Content starts

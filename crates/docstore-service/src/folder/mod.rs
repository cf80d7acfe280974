//! Folder business rules.

pub mod service;

pub use service::FolderService;
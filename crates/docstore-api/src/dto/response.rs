//! Response DTOs.
//!
//! Every endpoint replies with the `{status, data}` envelope; the unified
//! listing adds a `pagination` block.

use serde::{Deserialize, Serialize};

use docstore_core::types::PageResponse;

/// Standard success response wrapper.
#[derive(Debug, Clone, Serialize, Deserialize)]
pub struct ApiResponse<T: Serialize> {
    /// Always `"success"`.
    pub status: String,
    /// Response data.
    pub data: T,
}

impl<T: Serialize> ApiResponse<T> {
    /// Creates a successful response.
    pub fn ok(data: T) -> Self {
        Self {
            status: "success".to_string(),
            data,
        }
    }
}

/// Pagination block for the unified listing.
#[derive(Debug, Clone, Serialize, Deserialize)]
pub struct Pagination {
    /// Total matched items across both entity types.
    pub total: u64,
    /// Current page (1-based).
    pub page: u64,
    /// Items per page.
    pub limit: u64,
    /// Total pages (`ceil(total / limit)`).
    #[serde(rename = "totalPages")]
    pub total_pages: u64,
}

/// Success envelope carrying a paginated slice.
#[derive(Debug, Clone, Serialize, Deserialize)]
pub struct PagedApiResponse<T: Serialize> {
    /// Always `"success"`.
    pub status: String,
    /// The items on this page.
    pub data: Vec<T>,
    /// Pagination metadata.
    pub pagination: Pagination,
}

impl<T: Serialize> From<PageResponse<T>> for PagedApiResponse<T> {
    fn from(page: PageResponse<T>) -> Self {
        Self {
            status: "success".to_string(),
            data: page.items,
            pagination: Pagination {
                total: page.total,
                page: page.page,
                limit: page.limit,
                total_pages: page.total_pages,
            },
        }
    }
}

/// Standard error response body.
#[derive(Debug, Clone, Serialize, Deserialize)]
pub struct ErrorResponse {
    /// Always `"error"`.
    pub status: String,
    /// Human-readable message.
    pub message: String,
}

impl ErrorResponse {
    /// Creates an error response body.
    pub fn new(message: impl Into<String>) -> Self {
        Self {
            status: "error".to_string(),
            message: message.into(),
        }
    }
}

/// Health check response.
#[derive(Debug, Clone, Serialize, Deserialize)]
pub struct HealthResponse {
    /// Overall status.
    pub status: String,
    /// Crate version.
    pub version: String,
    /// Database connectivity.
    pub database: String,
}

#[cfg(test)]
mod tests {
    use super::*;
    use docstore_core::types::PageRequest;

    #[test]
    fn test_success_envelope_shape() {
        let json = serde_json::to_value(ApiResponse::ok(vec![1, 2, 3])).unwrap();
        assert_eq!(json["status"], "success");
        assert_eq!(json["data"], serde_json::json!([1, 2, 3]));
    }

    #[test]
    fn test_paginated_envelope_uses_camel_case_total_pages() {
        let page = PageResponse::new(vec![1, 2, 3, 4, 5], &PageRequest::new(2, 5), 20);
        let json = serde_json::to_value(PagedApiResponse::from(page)).unwrap();
        assert_eq!(json["pagination"]["total"], 20);
        assert_eq!(json["pagination"]["totalPages"], 4);
        assert_eq!(json["pagination"]["page"], 2);
        assert_eq!(json["pagination"]["limit"], 5);
    }

    #[test]
    fn test_error_envelope_shape() {
        let json = serde_json::to_value(ErrorResponse::new("nope")).unwrap();
        assert_eq!(json["status"], "error");
        assert_eq!(json["message"], "nope");
    }
}
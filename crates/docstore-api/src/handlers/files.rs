//! Unified folder+document listing handler.

use axum::Json;
use axum::extract::{Query, State};

use docstore_core::types::{PageRequest, ParentFilter, SortDirection, SortKey};
use docstore_entity::listing::FileEntry;
use docstore_service::listing::ListingQuery;

use crate::dto::request::ListingParams;
use crate::dto::response::PagedApiResponse;
use crate::error::ApiResult;
use crate::extractors::parse_parent;
use crate::state::AppState;

/// GET /api/files?folder_id=&search=&sort=&order=&page=&limit=
///
/// Without a folder parameter this lists the root level, unlike the
/// per-entity listings which default to "anywhere".
pub async fn list_files(
    State(state): State<AppState>,
    Query(params): Query<ListingParams>,
) -> ApiResult<Json<PagedApiResponse<FileEntry>>> {
    let raw_folder = params.folder_id.as_deref().or(params.parent_id.as_deref());
    let query = ListingQuery {
        folder: parse_parent(raw_folder, ParentFilter::Root)?,
        search: params.search,
        sort: SortKey::parse(params.sort.as_deref()),
        direction: SortDirection::parse(params.order.as_deref()),
        page: PageRequest::new(params.page.unwrap_or(1), params.limit.unwrap_or(10)),
    };

    let page = state.listing_service.list(&query).await?;
    Ok(Json(PagedApiResponse::from(page)))
}
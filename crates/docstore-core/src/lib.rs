//! # docstore-core
//!
//! Core crate for DocStore. Contains configuration schemas,
//! pagination/sorting types, and the unified error system.
//!
//! This crate has **no** internal dependencies on other DocStore crates.

pub mod config;
pub mod error;
pub mod result;
pub mod types;

pub use error::AppError;
pub use result::AppResult;
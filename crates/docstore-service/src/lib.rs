//! # docstore-service
//!
//! Business rules atop the DocStore repositories: folder tree management
//! with cycle prevention, document validation, and the unified
//! folder+document listing.

pub mod document;
pub mod folder;
pub mod listing;

/// Maximum length of folder and document names.
pub const MAX_NAME_LEN: usize = 255;
/// Maximum length of document type labels.
pub const MAX_TYPE_LEN: usize = 50;
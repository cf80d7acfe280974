//! Route definitions for the DocStore HTTP API.
//!
//! Resource routes are organized by domain and mounted under `/api`; the
//! health check lives at the root. The router receives `AppState` and passes
//! it to all handlers via Axum's `State` extractor.

use axum::{
    Router,
    routing::{delete, get, post, put},
};
use tower_http::compression::CompressionLayer;
use tower_http::cors::CorsLayer;
use tower_http::trace::TraceLayer;

use crate::handlers;
use crate::state::AppState;

/// Build the complete Axum router with all routes and middleware.
///
/// Receives the fully-constructed `AppState` and threads it through
/// every route via `.with_state(state)`.
pub fn build_router(state: AppState) -> Router {
    let api_routes = Router::new()
        .merge(folder_routes())
        .merge(document_routes())
        .merge(files_routes());

    let cors = build_cors_layer(&state);

    Router::new()
        .route("/health", get(handlers::health::health))
        .nest("/api", api_routes)
        .layer(CompressionLayer::new())
        .layer(TraceLayer::new_for_http())
        .layer(cors)
        .with_state(state)
}

/// Folder CRUD and ancestry path
fn folder_routes() -> Router<AppState> {
    Router::new()
        .route("/folders", get(handlers::folder::list_folders))
        .route("/folders", post(handlers::folder::create_folder))
        .route("/folders/{id}", get(handlers::folder::get_folder))
        .route("/folders/{id}", put(handlers::folder::update_folder))
        .route("/folders/{id}", delete(handlers::folder::delete_folder))
        .route("/folders/{id}/path", get(handlers::folder::get_folder_path))
}

/// Document CRUD, stats and bulk operations
fn document_routes() -> Router<AppState> {
    Router::new()
        .route("/documents", get(handlers::document::list_documents))
        .route("/documents", post(handlers::document::create_document))
        .route("/documents/stats", get(handlers::document::document_stats))
        .route(
            "/documents/bulk-delete",
            post(handlers::document::bulk_delete_documents),
        )
        .route("/documents/move", post(handlers::document::move_documents))
        .route("/documents/{id}", get(handlers::document::get_document))
        .route("/documents/{id}", put(handlers::document::update_document))
        .route(
            "/documents/{id}",
            delete(handlers::document::delete_document),
        )
}

/// Unified folder+document listing
fn files_routes() -> Router<AppState> {
    Router::new().route("/files", get(handlers::files::list_files))
}

/// Build CORS layer from configuration
fn build_cors_layer(state: &AppState) -> CorsLayer {
    use axum::http::{HeaderValue, Method};
    use tower_http::cors::Any;

    let cors_config = &state.config.server.cors;

    let mut cors = CorsLayer::new();

    if cors_config.allowed_origins.contains(&"*".to_string()) {
        cors = cors.allow_origin(Any);
    } else {
        let origins: Vec<HeaderValue> = cors_config
            .allowed_origins
            .iter()
            .filter_map(|o| o.parse().ok())
            .collect();
        cors = cors.allow_origin(origins);
    }

    let methods: Vec<Method> = cors_config
        .allowed_methods
        .iter()
        .filter_map(|m| m.parse().ok())
        .collect();
    cors = cors.allow_methods(methods);
    cors = cors.allow_headers(Any);
    cors = cors.max_age(std::time::Duration::from_secs(cors_config.max_age_seconds));

    cors
}
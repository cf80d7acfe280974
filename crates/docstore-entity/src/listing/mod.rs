//! Unified folder+document listing projection.

pub mod entry;

pub use entry::{EntryKind, FileEntry};
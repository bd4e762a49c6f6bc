use camino::Utf8PathBuf;
use clap::Args;
use const_format::concatcp;
use simple_error::SimpleResult;

use super::utils::{canonicalize_string_path, check_optional_filename, check_required_filename};

#[derive(Args)]
pub struct SummarizeSettings {
    /// Directory for all summarize command output (must not already exist)
    #[arg(long, value_name = "DIR", default_value = concatcp!(env!("CARGO_PKG_NAME"), "_summarize_output"))]
    pub output_dir: Utf8PathBuf,

    /// Reviewed calls written by the review command, or any call table in the same format
    #[arg(long = "reviewed-calls", value_name = "FILE")]
    pub reviewed_calls_filename: String,

    /// Sample list with external identifiers for each sample, in tab-delimited format
    ///
    /// When given, samples are reported in manifest order, and detected variants are listed with
    /// their sample's external identifiers.
    ///
    #[arg(long = "manifest", value_name = "FILE")]
    pub manifest_filename: Option<String>,
}

/// Validate settings and update to parameters that can't be processed automatically by clap.
///
/// Assumes that the logger is not setup
///
pub fn validate_and_fix_summarize_settings(
    mut settings: SummarizeSettings,
) -> SimpleResult<SummarizeSettings> {
    check_required_filename(&settings.reviewed_calls_filename, "reviewed calls")?;
    check_optional_filename(settings.manifest_filename.as_ref(), "sample manifest")?;

    settings.reviewed_calls_filename = canonicalize_string_path(&settings.reviewed_calls_filename)?;
    settings.manifest_filename = settings
        .manifest_filename
        .map(|x| canonicalize_string_path(&x))
        .transpose()?;

    Ok(settings)
}
//! Convert raw instrument exports into canonical call records
//!
//! Normalization runs in three steps:
//! 1. Control-sample rows are removed based on the sample identifier
//! 2. Header aliases used by the various instrument and review exports are renamed to one
//!    canonical column name per field
//! 3. Harmonized rows are parsed into typed `CallRecord`s
//!

use log::{debug, info};
use strum::IntoEnumIterator;
use thousands::Separable;

use crate::call_record::{Call, CallRecord};
use crate::errors::{Result, ReviewError};
use crate::raw_table::RawTable;

/// Sample identifier substrings marking positive and no-template/negative control samples
pub const DEFAULT_CONTROL_MARKERS: &[&str] = &["PC", "NC", "NTC"];

/// Tag carried by comparator (background) assay sample identifiers
pub const DEFAULT_COMPARATOR_SAMPLE_TAG: &str = "BC";

#[derive(Clone, Copy, Debug, Eq, PartialEq, strum::EnumIter, strum::IntoStaticStr)]
#[strum(serialize_all = "snake_case")]
pub enum CallField {
    SampleId,
    GeneName,
    CdsChange,
    AaChange,
    Call,
    UidsPerAmplicon,
    Supermutants,
    GenomeEquivalents,
    CommentInternal,
    CommentExternal,
    AmpliconId,
    MafPercent,
    MutantMolecules,
}

impl CallField {
    /// Header names used for this field in raw summary and result review exports
    pub fn aliases(&self) -> &'static [&'static str] {
        match self {
            Self::SampleId => &["SampleId", "SampleID", "Sample ID"],
            Self::GeneName => &["Gene Name", "GeneName"],
            Self::CdsChange => &["CDS Change", "CDSChange"],
            Self::AaChange => &["AA Change", "AAChange"],
            Self::Call => &["Call"],
            Self::UidsPerAmplicon => &["#UIDs/Amplicon", "UIDAMP"],
            Self::Supermutants => &["#Supermutants", "SUPMUT"],
            Self::GenomeEquivalents => &["Total DNA Amount (GE)", "GE", "TOTDNAMT"],
            Self::CommentInternal => &["Comment Call (Internal)"],
            Self::CommentExternal => &["Comment Call (External)"],
            Self::AmpliconId => &["Amplicon ID", "AmpliconID"],
            Self::MafPercent => &["MAF [%]", "MAF[%]"],
            Self::MutantMolecules => &["Mutant Molecules", "MutantMolecules", "MUTMOL"],
        }
    }

    /// Canonical column name
    pub fn name(&self) -> &'static str {
        (*self).into()
    }

    fn matches_header(&self, header: &str) -> bool {
        header == self.name() || self.aliases().contains(&header)
    }

    fn from_header(header: &str) -> Option<Self> {
        Self::iter().find(|x| x.matches_header(header))
    }

    fn is_required(&self) -> bool {
        matches!(
            self,
            Self::SampleId | Self::GeneName | Self::CdsChange | Self::AaChange | Self::Call
        )
    }
}

/// Find the sample identifier column under any of its accepted header names
fn find_sample_id_column(table: &RawTable) -> Result<usize> {
    let field = CallField::SampleId;
    table
        .columns
        .iter()
        .position(|x| field.matches_header(x))
        .ok_or_else(|| {
            ReviewError::schema(
                field.name(),
                format!(
                    "no sample identifier column found, expected one of: {}",
                    field.aliases().join(", ")
                ),
            )
        })
}

/// Remove all rows whose sample identifier contains any of the control markers
///
/// The marker match is a case-sensitive substring test.
///
pub fn drop_control_samples(table: &RawTable, control_markers: &[String]) -> Result<RawTable> {
    let sample_index = find_sample_id_column(table)?;

    let rows = table
        .rows
        .iter()
        .filter(|row| {
            let sample_id = row[sample_index].as_str();
            let is_control = control_markers
                .iter()
                .any(|marker| sample_id.contains(marker.as_str()));
            if is_control {
                debug!("Dropping control sample row: '{sample_id}'");
            }
            !is_control
        })
        .cloned()
        .collect::<Vec<_>>();

    Ok(RawTable::new(table.columns.clone(), rows))
}

/// Rename all recognized header aliases to canonical field names
///
/// Unrecognized columns are kept under their original name.
///
pub fn harmonize_columns(table: &RawTable) -> Result<RawTable> {
    let mut seen = Vec::new();
    let mut columns = Vec::with_capacity(table.columns.len());
    for header in table.columns.iter() {
        match CallField::from_header(header) {
            Some(field) => {
                if seen.contains(&field) {
                    return Err(ReviewError::schema(
                        field.name(),
                        format!("more than one input column maps to this field (last: '{header}')"),
                    ));
                }
                seen.push(field);
                columns.push(field.name().to_string());
            }
            None => columns.push(header.clone()),
        }
    }
    Ok(RawTable::new(columns, table.rows.clone()))
}

/// Cell text for an optional column, absent columns read as empty
fn get_cell(row: &[String], index: Option<usize>) -> &str {
    match index {
        Some(i) => row[i].as_str(),
        None => "",
    }
}

fn parse_optional_text(value: &str) -> Option<String> {
    if value.is_empty() {
        None
    } else {
        Some(value.to_string())
    }
}

fn parse_optional_number(value: &str, field: CallField, row_number: usize) -> Result<Option<f64>> {
    match value {
        "" | "NA" | "NaN" | "nan" | "-" => Ok(None),
        _ => value.parse::<f64>().map(Some).map_err(|_| {
            ReviewError::schema(
                field.name(),
                format!("can't parse value '{value}' on data row {row_number} as a number"),
            )
        }),
    }
}

/// Parse rows of a harmonized table into call records
///
pub fn parse_call_records(table: &RawTable) -> Result<Vec<CallRecord>> {
    // Resolve the column index of every field up front, so that missing required columns are
    // reported before any row is touched
    let mut field_index = Vec::new();
    for field in CallField::iter() {
        let index = if field.is_required() {
            Some(table.required_column_index(field.name())?)
        } else {
            table.column_index(field.name())
        };
        field_index.push((field, index));
    }
    // Every other named column is carried through unchanged
    let extra_columns = table
        .columns
        .iter()
        .enumerate()
        .filter(|(_, name)| !name.is_empty() && !CallField::iter().any(|x| x.name() == name.as_str()))
        .map(|(index, name)| (index, name.clone()))
        .collect::<Vec<_>>();

    let index_of = |field: CallField| -> Option<usize> {
        field_index
            .iter()
            .find(|(f, _)| *f == field)
            .and_then(|(_, i)| *i)
    };

    let mut records = Vec::with_capacity(table.rows.len());
    for (row_index, row) in table.rows.iter().enumerate() {
        let row_number = row_index + 1;
        let text = |field: CallField| get_cell(row, index_of(field));
        let number = |field: CallField| parse_optional_number(text(field), field, row_number);

        let sample_id = text(CallField::SampleId);
        if sample_id.is_empty() {
            return Err(ReviewError::schema(
                CallField::SampleId.name(),
                format!("empty sample identifier on data row {row_number}"),
            ));
        }

        // Unrecognized call strings are kept as Call::Other
        let call_text = text(CallField::Call);
        let call = call_text
            .parse::<Call>()
            .unwrap_or_else(|_| Call::Other(call_text.to_string()));

        records.push(CallRecord {
            sample_id: sample_id.to_string(),
            gene_name: text(CallField::GeneName).to_string(),
            cds_change: text(CallField::CdsChange).to_string(),
            aa_change: text(CallField::AaChange).to_string(),
            call,
            uids_per_amplicon: number(CallField::UidsPerAmplicon)?,
            supermutants: number(CallField::Supermutants)?,
            genome_equivalents: number(CallField::GenomeEquivalents)?,
            comment_internal: parse_optional_text(text(CallField::CommentInternal)),
            comment_external: parse_optional_text(text(CallField::CommentExternal)),
            amplicon_id: parse_optional_text(text(CallField::AmpliconId)),
            maf_percent: number(CallField::MafPercent)?,
            mutant_molecules: number(CallField::MutantMolecules)?,
            extra_fields: extra_columns
                .iter()
                .map(|(index, name)| (name.clone(), row[*index].clone()))
                .collect(),
        });
    }
    Ok(records)
}

/// Remove every occurrence of the comparator assay tag from each sample identifier
///
pub fn remove_sample_tag(records: Vec<CallRecord>, tag: &str) -> Vec<CallRecord> {
    if tag.is_empty() {
        return records;
    }
    records
        .into_iter()
        .map(|mut x| {
            x.sample_id = x.sample_id.replace(tag, "");
            x
        })
        .collect()
}

/// Full normalization of one raw export into canonical call records
///
/// # Arguments
/// * `label` - Describes the dataset in log messages
/// * `sample_tag` - If given, this tag is stripped from all sample identifiers after parsing
///
pub fn normalize_call_table(
    table: &RawTable,
    label: &str,
    control_markers: &[String],
    sample_tag: Option<&str>,
) -> Result<Vec<CallRecord>> {
    let filtered = drop_control_samples(table, control_markers)?;
    info!(
        "Removed {} control sample rows from {label} table",
        (table.rows.len() - filtered.rows.len()).separate_with_commas()
    );
    let harmonized = harmonize_columns(&filtered)?;
    let records = parse_call_records(&harmonized)?;
    let records = match sample_tag {
        Some(tag) => remove_sample_tag(records, tag),
        None => records,
    };
    info!(
        "Normalized {} {label} call records",
        records.len().separate_with_commas()
    );
    Ok(records)
}

#[cfg(test)]
pub fn default_control_markers() -> Vec<String> {
    DEFAULT_CONTROL_MARKERS
        .iter()
        .map(|x| x.to_string())
        .collect()
}

#[cfg(test)]
mod tests {
    use super::*;

    fn get_test_table() -> RawTable {
        let text = "\
SampleId\tGene Name\tCDS Change\tAA Change\tCall\t#UIDs/Amplicon\t#Supermutants\tGE\tComment Call (Internal)
S1\tKRAS\tc.35G>A\tp.G12D\tMD\t1000\t5\t2000\t
PC-01\tKRAS\tc.35G>A\tp.G12D\tMD\t1000\t50\t2000\t
S2NTC\tTP53\tc.524G>A\tp.R175H\tNMD\t1000\t0\t2000\t
NC-02\tTP53\tc.524G>A\tp.R175H\tNMD\t1000\t0\t2000\t
pc-lower\tTP53\tc.524G>A\tp.R175H\tNMD\t\t\t\tcheck
";
        RawTable::from_tsv_reader(text.as_bytes()).unwrap()
    }

    #[test]
    fn test_drop_control_samples() {
        let table = get_test_table();
        let filtered = drop_control_samples(&table, &default_control_markers()).unwrap();
        let sample_ids = filtered.rows.iter().map(|x| x[0].as_str()).collect::<Vec<_>>();

        // Lower case marker is not a control match
        assert_eq!(sample_ids, vec!["S1", "pc-lower"]);
    }

    #[test]
    fn test_drop_control_samples_missing_column() {
        let table = RawTable::new(vec!["Gene Name".to_string()], vec![vec!["KRAS".to_string()]]);
        let result = drop_control_samples(&table, &default_control_markers());
        assert!(matches!(
            result,
            Err(ReviewError::Schema { field, .. }) if field == "sample_id"
        ));
    }

    #[test]
    fn test_harmonize_columns() {
        let table = harmonize_columns(&get_test_table()).unwrap();
        assert_eq!(table.columns[0], "sample_id");
        assert_eq!(table.columns[5], "uids_per_amplicon");
        assert_eq!(table.columns[7], "genome_equivalents");
        assert_eq!(table.columns[8], "comment_internal");
    }

    #[test]
    fn test_harmonize_columns_conflict() {
        let table = RawTable::new(
            vec!["SampleId".to_string(), "Sample ID".to_string()],
            Vec::new(),
        );
        assert!(matches!(
            harmonize_columns(&table),
            Err(ReviewError::Schema { .. })
        ));
    }

    #[test]
    fn test_normalize_call_table() {
        let records = normalize_call_table(
            &get_test_table(),
            "test",
            &default_control_markers(),
            None,
        )
        .unwrap();
        assert_eq!(records.len(), 2);

        let r0 = &records[0];
        assert_eq!(r0.sample_id, "S1");
        assert_eq!(r0.call, Call::MutationDetected);
        assert_eq!(r0.uids_per_amplicon, Some(1000.0));
        assert_eq!(r0.supermutants, Some(5.0));
        assert_eq!(r0.genome_equivalents, Some(2000.0));
        assert_eq!(r0.comment_internal, None);

        let r1 = &records[1];
        assert_eq!(r1.call, Call::NotDetected);
        assert_eq!(r1.uids_per_amplicon, None);
        assert_eq!(r1.comment_internal.as_deref(), Some("check"));
    }

    #[test]
    fn test_parse_extra_columns() {
        let text = "\
SampleId\tGene Name\tCOSMIC ID\tCDS Change\tAA Change\tCall\tClinVar\t
S1\tKRAS\tCOSM521\tc.35G>A\tp.G12D\tMD\t\t
";
        let table = harmonize_columns(&RawTable::from_tsv_reader(text.as_bytes()).unwrap()).unwrap();
        let records = parse_call_records(&table).unwrap();

        // Unnamed trailing column is dropped, blank cells are kept
        assert_eq!(
            records[0].extra_fields,
            vec![
                ("COSMIC ID".to_string(), "COSM521".to_string()),
                ("ClinVar".to_string(), String::new()),
            ]
        );
    }

    #[test]
    fn test_parse_bad_number() {
        let text = "SampleID\tGeneName\tCDSChange\tAAChange\tCall\tGE\nS1\tKRAS\tc.1A>T\tp.M1L\tMD\tlots\n";
        let table = harmonize_columns(&RawTable::from_tsv_reader(text.as_bytes()).unwrap()).unwrap();
        assert!(matches!(
            parse_call_records(&table),
            Err(ReviewError::Schema { field, .. }) if field == "genome_equivalents"
        ));
    }

    #[test]
    fn test_parse_missing_required_column() {
        let text = "SampleID\tGeneName\tCDSChange\tCall\nS1\tKRAS\tc.1A>T\tMD\n";
        let table = harmonize_columns(&RawTable::from_tsv_reader(text.as_bytes()).unwrap()).unwrap();
        assert!(matches!(
            parse_call_records(&table),
            Err(ReviewError::Schema { field, .. }) if field == "aa_change"
        ));
    }

    #[test]
    fn test_remove_sample_tag() {
        let records = vec![CallRecord::new_test_record(
            "S1BC",
            "KRAS",
            "c.35G>A",
            "p.G12D",
            Call::MutationDetected,
        )];
        let records = remove_sample_tag(records, DEFAULT_COMPARATOR_SAMPLE_TAG);
        assert_eq!(records[0].sample_id, "S1");
    }
}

Content ends

**Exercise:** Copy out every line of the data where the word "ApiResult" occurs.

**Exercise answer:**
use crate::error::ApiResult;
) -> ApiResult<Json<PagedApiResponse<FileEntry>>> {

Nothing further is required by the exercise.